Another series of misjudgments and mistakes related to American ambitions when it came to “nation building.” To American officials, much of what was being done seemed to work. The United States worked to support a representative government, strengthen the legislature, and provide for both a degree of security and the delivery of social services. Its efforts transformed Afghan education, with an exponential growth in the number of girls in school and of women at university and in the workplace. Civil rights were codified, and a free press and judiciary came into being. Millions of refugees returned to Afghanistan in the years after 2001.

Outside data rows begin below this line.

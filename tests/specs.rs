//! Workspace-level black-box specs: every test here drives the real
//! `socketley`/`socketleyd` binaries exactly as an operator would,
//! never the crates' internal APIs directly.

#[path = "specs/prelude.rs"]
mod prelude;

#[path = "specs/cache.rs"]
mod cache;
#[path = "specs/cli.rs"]
mod cli;
#[path = "specs/cluster.rs"]
mod cluster;
#[path = "specs/persistence.rs"]
mod persistence;
#[path = "specs/proxy.rs"]
mod proxy;
#[path = "specs/server.rs"]
mod server;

Yet even with these successes, we oversold the gains. And we did less than we could have about corruption, knowingly working with senior government and military figures that ordinary Afghans saw as responsible for graft and political and human rights abuses. Our counternarcotics program was an abject failure: poppy production continued to increase for most of the past decade, with the United Nations Office on Drugs and Crime estimating a 37 percent increase in acres under cultivation in 2020. The hope that Afghanistan’s economic growth would eventually allow the government to cover its own expenditures was advanced year after year at donors’ conferences, even though that clearly would not be the case for the foreseeable future. Grandiose projects languished: it took 15 years to install a new turbine on Kajaki Dam, a symbol of American largess toward Afghanistan in the 1950s.

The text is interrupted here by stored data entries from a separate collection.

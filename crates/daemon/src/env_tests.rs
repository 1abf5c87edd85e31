// SPDX-License-Identifier: MIT

use super::*;
use serial_test::serial;

#[test]
#[serial]
fn state_dir_honors_explicit_override() {
    std::env::set_var("SOCKETLEY_STATE_DIR", "/tmp/sk-test-state");
    assert_eq!(state_dir(), PathBuf::from("/tmp/sk-test-state"));
    std::env::remove_var("SOCKETLEY_STATE_DIR");
}

#[test]
#[serial]
fn socket_path_honors_explicit_override() {
    std::env::set_var("SOCKETLEY_SOCKET_PATH", "/tmp/sk-test.sock");
    assert_eq!(socket_path(), PathBuf::from("/tmp/sk-test.sock"));
    std::env::remove_var("SOCKETLEY_SOCKET_PATH");
}

#[test]
#[serial]
fn tcp_port_absent_by_default() {
    std::env::remove_var("SOCKETLEY_TCP_PORT");
    assert_eq!(tcp_port(), None);
}

#[test]
#[serial]
fn auth_token_rejects_empty_value() {
    std::env::set_var("SOCKETLEY_AUTH_TOKEN", "");
    assert_eq!(auth_token(), None);
    std::env::remove_var("SOCKETLEY_AUTH_TOKEN");
}

#[test]
#[serial]
fn ipc_timeout_defaults_to_five_seconds() {
    std::env::remove_var("SOCKETLEY_IPC_TIMEOUT_MS");
    assert_eq!(ipc_timeout(), Duration::from_secs(5));
}
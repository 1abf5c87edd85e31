// SPDX-License-Identifier: MIT

use thiserror::Error;

#[derive(Debug, Error)]
pub enum RuntimeError {
    #[error("listen setup failed: {0}")]
    ListenFailed(String),

    #[error("protocol violation: {0}")]
    Protocol(String),

    #[error("script callback {callback:?} failed: {message}")]
    Script { callback: &'static str, message: String },

    #[error("snapshot error: {0}")]
    Snapshot(String),

    #[error(transparent)]
    Net(#[from] sk_net::error::WsError),

    #[error(transparent)]
    CacheProto(#[from] sk_net::error::CacheProtoError),
}

pub type Result<T> = std::result::Result<T, RuntimeError>;
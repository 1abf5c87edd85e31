// SPDX-License-Identifier: MIT

use super::*;

#[test]
fn sniff_recognizes_the_three_methods() {
    assert_eq!(Method::sniff(b"GET / HTTP/1.1\r\n"), Some(Method::Get));
    assert_eq!(Method::sniff(b"POST /x HTTP/1.1\r\n"), Some(Method::Post));
    assert_eq!(Method::sniff(b"HEAD / HTTP/1.1\r\n"), Some(Method::Head));
}

#[test]
fn sniff_returns_none_for_non_http_bytes() {
    assert_eq!(Method::sniff(b"\x01\x02\x03"), None);
}

#[test]
fn resolve_under_root_joins_a_plain_path() {
    let root = Path::new("/srv/www");
    assert_eq!(resolve_under_root(root, "/index.html").unwrap(), Path::new("/srv/www/index.html"));
}

#[test]
fn resolve_under_root_defaults_empty_path_to_index() {
    let root = Path::new("/srv/www");
    assert_eq!(resolve_under_root(root, "/").unwrap(), Path::new("/srv/www/index.html"));
}

#[test]
fn resolve_under_root_rejects_parent_traversal() {
    let root = Path::new("/srv/www");
    assert_eq!(resolve_under_root(root, "/../../etc/passwd"), None);
}

#[test]
fn content_type_maps_known_extensions() {
    assert_eq!(content_type_for(Path::new("a.html")), "text/html; charset=utf-8");
    assert_eq!(content_type_for(Path::new("a.bin")), "application/octet-stream");
}

#[test]
fn build_response_includes_content_length() {
    let resp = build_response(200, "OK", "text/plain", b"hi");
    let text = String::from_utf8(resp).unwrap();
    assert!(text.contains("Content-Length: 2"));
    assert!(text.ends_with("hi"));
}

#[test]
fn parse_request_extracts_method_and_path() {
    let (req, consumed) = parse_request(b"GET /foo?x=1 HTTP/1.1\r\nHost: x\r\n\r\n").unwrap().unwrap();
    assert_eq!(req.method, Method::Get);
    assert_eq!(req.path, "/foo?x=1");
    assert_eq!(consumed, "GET /foo?x=1 HTTP/1.1\r\nHost: x\r\n\r\n".len());
}

#[test]
fn parse_request_waits_for_a_complete_header_block() {
    assert!(parse_request(b"GET / HTTP/1.1\r\nHost: x").unwrap().is_none());
}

In February 2021, the congressionally mandated Afghanistan Study Group came out with its recommendations for the way forward. It highlighted the importance of continued support for the Afghan state and people; of continued diplomacy in support of a peace process; of working with regional allies; and of extending the U.S. troop presence to allow for the Doha peace negotiations to conclude. All but one of these policies were in effect before and after the report was issued, but they did nothing to stem the collapse we are witnessing now. The survival of the Afghan state should not have been solely dependent on the continuation of an American troop presence.

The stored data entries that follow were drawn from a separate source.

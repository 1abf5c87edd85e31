// SPDX-License-Identifier: MIT

//! Maps a [`sk_wire::Request`] onto `Registry<AnyRuntime>` and
//! [`NetDriverHandle`] calls, and a [`sk_wire::Response`] back. One
//! function per command, dispatched from [`super::serve`].

use std::str::FromStr;
use std::sync::Arc;

use sk_core::{RuntimeKind, RuntimeName};
use sk_registry::{Registry, RuntimeConfig, RuntimeView};
use sk_runtimes::AnyRuntime;
use sk_wire::{Request, Response, RuntimeDetail, RuntimeSummary};

use crate::net::NetDriverHandle;

pub struct Context {
    pub registry: Arc<Registry<AnyRuntime>>,
    pub net: Arc<NetDriverHandle>,
}

pub async fn handle(ctx: &Context, request: Request) -> Response {
    match request {
        Request::Create { kind, name, port, udp, backend, strategy, protocol, script, group, owner } => {
            create(ctx, kind, name, port, udp, backend, strategy, protocol, script, group, owner)
        }
        Request::Start { name, interactive: _ } => start(ctx, name).await,
        Request::Stop { name } => stop(ctx, name).await,
        Request::Remove { name } => remove(ctx, name),
        Request::Ls => Response::Runtimes { runtimes: ctx.registry.list().iter().map(summarize).collect() },
        Request::Ps => {
            let running: Vec<RuntimeSummary> = ctx
                .registry
                .list()
                .iter()
                .filter(|v| v.state == sk_core::LifecycleState::Running)
                .map(summarize)
                .collect();
            Response::Runtimes { runtimes: running }
        }
        Request::Stats { name } => stats(ctx, name),
        Request::Show { name } => show(ctx, name),
        Request::Owner { name, owner } => match owner {
            Some(owner) => set_owner(ctx, name, Some(owner)),
            None => get_owner(ctx, name),
        },
        Request::Send { name, message } => send(ctx, name, message).await,
        Request::Edit { name, field, value } => edit(ctx, name, field, value),
        Request::Dump { name } => dump(ctx, name),
        Request::Import { path } => import(ctx, path),
        Request::ReloadLua { name } => {
            let _ = name;
            Response::Error { message: "script reloading is not supported without a Lua extension VM".into() }
        }
        Request::Reload { name } => reload(ctx, name).await,
        Request::Attach { name } => {
            let _ = name;
            Response::Error { message: "attach requires a persistent session; use the CLI's interactive mode".into() }
        }
        Request::ClusterDir { path } => {
            let _ = path;
            Response::Error { message: "cluster directory is fixed at startup via SOCKETLEY_CLUSTER_DIR".into() }
        }
        Request::Action { name, verb, args } => action(ctx, name, verb, args).await,
    }
}

#[allow(clippy::too_many_arguments)]
fn create(
    ctx: &Context,
    kind: String,
    name: String,
    port: Option<u16>,
    udp: bool,
    backend: Vec<String>,
    strategy: Option<String>,
    protocol: Option<String>,
    script: Option<String>,
    group: Option<String>,
    owner: Option<String>,
) -> Response {
    let Ok(kind) = RuntimeKind::from_str(&kind) else {
        return Response::Error { message: format!("unknown runtime kind {kind:?}") };
    };
    let Ok(name) = RuntimeName::parse(&name) else {
        return Response::Error { message: format!("invalid runtime name {name:?}") };
    };
    let (backends, upstreams) = match kind {
        RuntimeKind::Proxy => (backend, Vec::new()),
        RuntimeKind::Client => (Vec::new(), backend),
        _ => (Vec::new(), Vec::new()),
    };
    let config = RuntimeConfig {
        kind,
        port: port.unwrap_or(0),
        udp,
        tls_cert_path: None,
        tls_key_path: None,
        script_path: script,
        owner,
        child_policy: sk_core::ChildPolicy::default(),
        group,
        backends,
        strategy,
        protocol,
        upstreams,
        mesh_tls: false,
        externally_managed: false,
        fsync_every_write: true,
        was_running: false,
    };
    match ctx.registry.create(name, config, crate::net::now_ms()) {
        Ok(id) => Response::Text { body: id.to_string() },
        Err(e) => Response::Error { message: e.to_string() },
    }
}

async fn start(ctx: &Context, name: String) -> Response {
    let Ok(runtime_name) = RuntimeName::parse(&name) else {
        return Response::Error { message: format!("invalid runtime name {name:?}") };
    };
    let config = match ctx.registry.config_for(&name) {
        Ok(c) => c,
        Err(e) => return Response::Error { message: e.to_string() },
    };
    match ctx.net.start(runtime_name, config).await {
        Ok(()) => Response::Ok,
        Err(e) => Response::Error { message: e },
    }
}

async fn stop(ctx: &Context, name: String) -> Response {
    let Ok(runtime_name) = RuntimeName::parse(&name) else {
        return Response::Error { message: format!("invalid runtime name {name:?}") };
    };
    ctx.net.stop(runtime_name).await;
    Response::Ok
}

fn remove(ctx: &Context, name: String) -> Response {
    match ctx.registry.remove(&name) {
        Ok(Some(mut handle)) => {
            sk_registry::RuntimeHandle::teardown(&mut handle);
            Response::Ok
        }
        Ok(None) => Response::Ok,
        Err(e) => Response::Error { message: e.to_string() },
    }
}

fn stats(ctx: &Context, name: Option<String>) -> Response {
    match name {
        Some(name) => match ctx.registry.get(&name) {
            Ok(view) => Response::Text { body: serde_json::to_string_pretty(&view.config).unwrap_or_default() },
            Err(e) => Response::Error { message: e.to_string() },
        },
        None => Response::Runtimes { runtimes: ctx.registry.list().iter().map(summarize).collect() },
    }
}

fn show(ctx: &Context, name: String) -> Response {
    match ctx.registry.get(&name) {
        Ok(view) => {
            let stats = ctx
                .registry
                .with_handle_mut(&name, |h| sk_registry::RuntimeHandle::stats(h))
                .unwrap_or_default();
            Response::Detail { runtime: detail(&view, stats) }
        }
        Err(e) => Response::Error { message: e.to_string() },
    }
}

fn set_owner(ctx: &Context, name: String, owner: Option<String>) -> Response {
    edit(ctx, name, "owner".to_string(), owner.unwrap_or_default())
}

fn get_owner(ctx: &Context, name: String) -> Response {
    match ctx.registry.get(&name) {
        Ok(view) => Response::Text { body: view.config.owner.unwrap_or_else(|| "-".to_string()) },
        Err(e) => Response::Error { message: e.to_string() },
    }
}

async fn send(ctx: &Context, name: String, message: String) -> Response {
    let Ok(runtime_name) = RuntimeName::parse(&name) else {
        return Response::Error { message: format!("invalid runtime name {name:?}") };
    };
    match ctx.net.send(runtime_name, message.into_bytes()).await {
        Ok(()) => Response::Ok,
        Err(e) => Response::Error { message: e },
    }
}

/// Limited field set: the ones that can change without a restart.
/// `edit` covers persisted config only — a running socket's bound
/// port can't change without a stop/start.
fn edit(ctx: &Context, name: String, field: String, value: String) -> Response {
    let Ok(mut config) = ctx.registry.config_for(&name) else {
        return Response::Error { message: format!("no runtime named {name:?}") };
    };
    match field.as_str() {
        "owner" => config.owner = if value.is_empty() { None } else { Some(value) },
        "group" => config.group = if value.is_empty() { None } else { Some(value) },
        "strategy" => config.strategy = Some(value),
        "protocol" => config.protocol = Some(value),
        "script" => config.script_path = Some(value),
        other => return Response::Error { message: format!("unknown field {other:?}") },
    }
    match ctx.registry.update_config(&name, config) {
        Ok(()) => Response::Ok,
        Err(e) => Response::Error { message: e.to_string() },
    }
}

fn dump(ctx: &Context, name: Option<String>) -> Response {
    let views: Vec<RuntimeView> = match name {
        Some(name) => match ctx.registry.get(&name) {
            Ok(v) => vec![v],
            Err(e) => return Response::Error { message: e.to_string() },
        },
        None => ctx.registry.list(),
    };
    let configs: Vec<&RuntimeConfig> = views.iter().map(|v| &v.config).collect();
    Response::Text { body: serde_json::to_string_pretty(&configs).unwrap_or_default() }
}

fn import(ctx: &Context, path: String) -> Response {
    let Ok(text) = std::fs::read_to_string(&path) else {
        return Response::Error { message: format!("cannot read {path:?}") };
    };
    let configs: Vec<RuntimeConfig> = match serde_json::from_str(&text) {
        Ok(c) => c,
        Err(e) => return Response::Error { message: format!("malformed import file: {e}") },
    };
    let mut imported = 0;
    for config in configs {
        let name = format!("imported-{}", imported);
        let Ok(name) = RuntimeName::parse(&name) else { continue };
        if ctx.registry.create(name, config, crate::net::now_ms()).is_ok() {
            imported += 1;
        }
    }
    Response::Text { body: format!("imported {imported} runtime(s)") }
}

async fn reload(ctx: &Context, name: String) -> Response {
    let config = match ctx.registry.config_for(&name) {
        Ok(c) => c,
        Err(e) => return Response::Error { message: e.to_string() },
    };
    let Ok(runtime_name) = RuntimeName::parse(&name) else {
        return Response::Error { message: format!("invalid runtime name {name:?}") };
    };
    ctx.net.stop(runtime_name.clone()).await;
    match ctx.net.start(runtime_name, config).await {
        Ok(()) => Response::Ok,
        Err(e) => Response::Error { message: e },
    }
}

async fn action(ctx: &Context, name: String, verb: String, args: Vec<String>) -> Response {
    match verb.as_str() {
        "publish" => {
            let channel = args.first().cloned().unwrap_or_default();
            let message = args.get(1).cloned().unwrap_or_default();
            let delivered = ctx.registry.publish(&channel, message.as_bytes());
            Response::Text { body: delivered.to_string() }
        }
        "send" => send(ctx, name, args.join(" ")).await,
        other => Response::Error { message: format!("unknown action verb {other:?} for {name:?}") },
    }
}

fn summarize(view: &RuntimeView) -> RuntimeSummary {
    RuntimeSummary {
        id: view.id,
        name: view.name.as_str().to_string(),
        kind: view.config.kind,
        state: view.state,
        port: view.config.port,
        group: view.config.group.clone(),
        connections: view.connections as u64,
    }
}

fn detail(view: &RuntimeView, stats: sk_core::RuntimeStatsSnapshot) -> RuntimeDetail {
    RuntimeDetail {
        id: view.id,
        name: view.name.as_str().to_string(),
        kind: view.config.kind,
        state: view.state,
        port: view.config.port,
        udp: view.config.udp,
        tls: view.config.tls_cert_path.is_some(),
        script_path: view.config.script_path.clone(),
        owner: view.config.owner.clone(),
        child_policy: view.config.child_policy,
        group: view.config.group.clone(),
        created_at_epoch_ms: view.created_at_epoch_ms,
        started_at_epoch_ms: view.started_at_epoch_ms,
        stats,
    }
}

There is one seductive argument made by critics of the withdrawal: that a Taliban-ruled Afghanistan will again become a haven for terrorist groups threatening the security of the United States. This argument is a backhanded acknowledgment that we succeeded in reducing the threat from Afghanistan to minimal levels—the original rationale for U.S. intervention. The sacrifice, however, was significant: more than $1 trillion, the deaths of 2,400 U.S. service members (and thousands of contractors), more than 20,000 wounded Americans.
Perhaps the resurgence of a terrorist threat will develop more quickly under a future Taliban government than it would have otherwise. But to conclude that this outcome demands an indefinite U.S. troop presence would imply that U.S. troops should also be deployed indefinitely in the many other parts of the world where Islamic State (also known as ISIS) and al Qaeda offshoots are active in greater numbers than they are in Afghanistan and pose a greater threat to the United States. Moreover, U.S. capabilities to monitor and strike at terrorist groups have grown exponentially since 2001.
Ultimately, Washington’s decision to withdraw U.S. troops is not the sole or even most important explanation for what is unfolding in Afghanistan today. The explanation lies in 20 years of failed policies and the shortcomings of Afghanistan’s political leadership. We can still hope that we in the United States do not end up in a poisonous debate about “who lost Afghanistan.” But if we do, let’s acknowledge that it was all of us.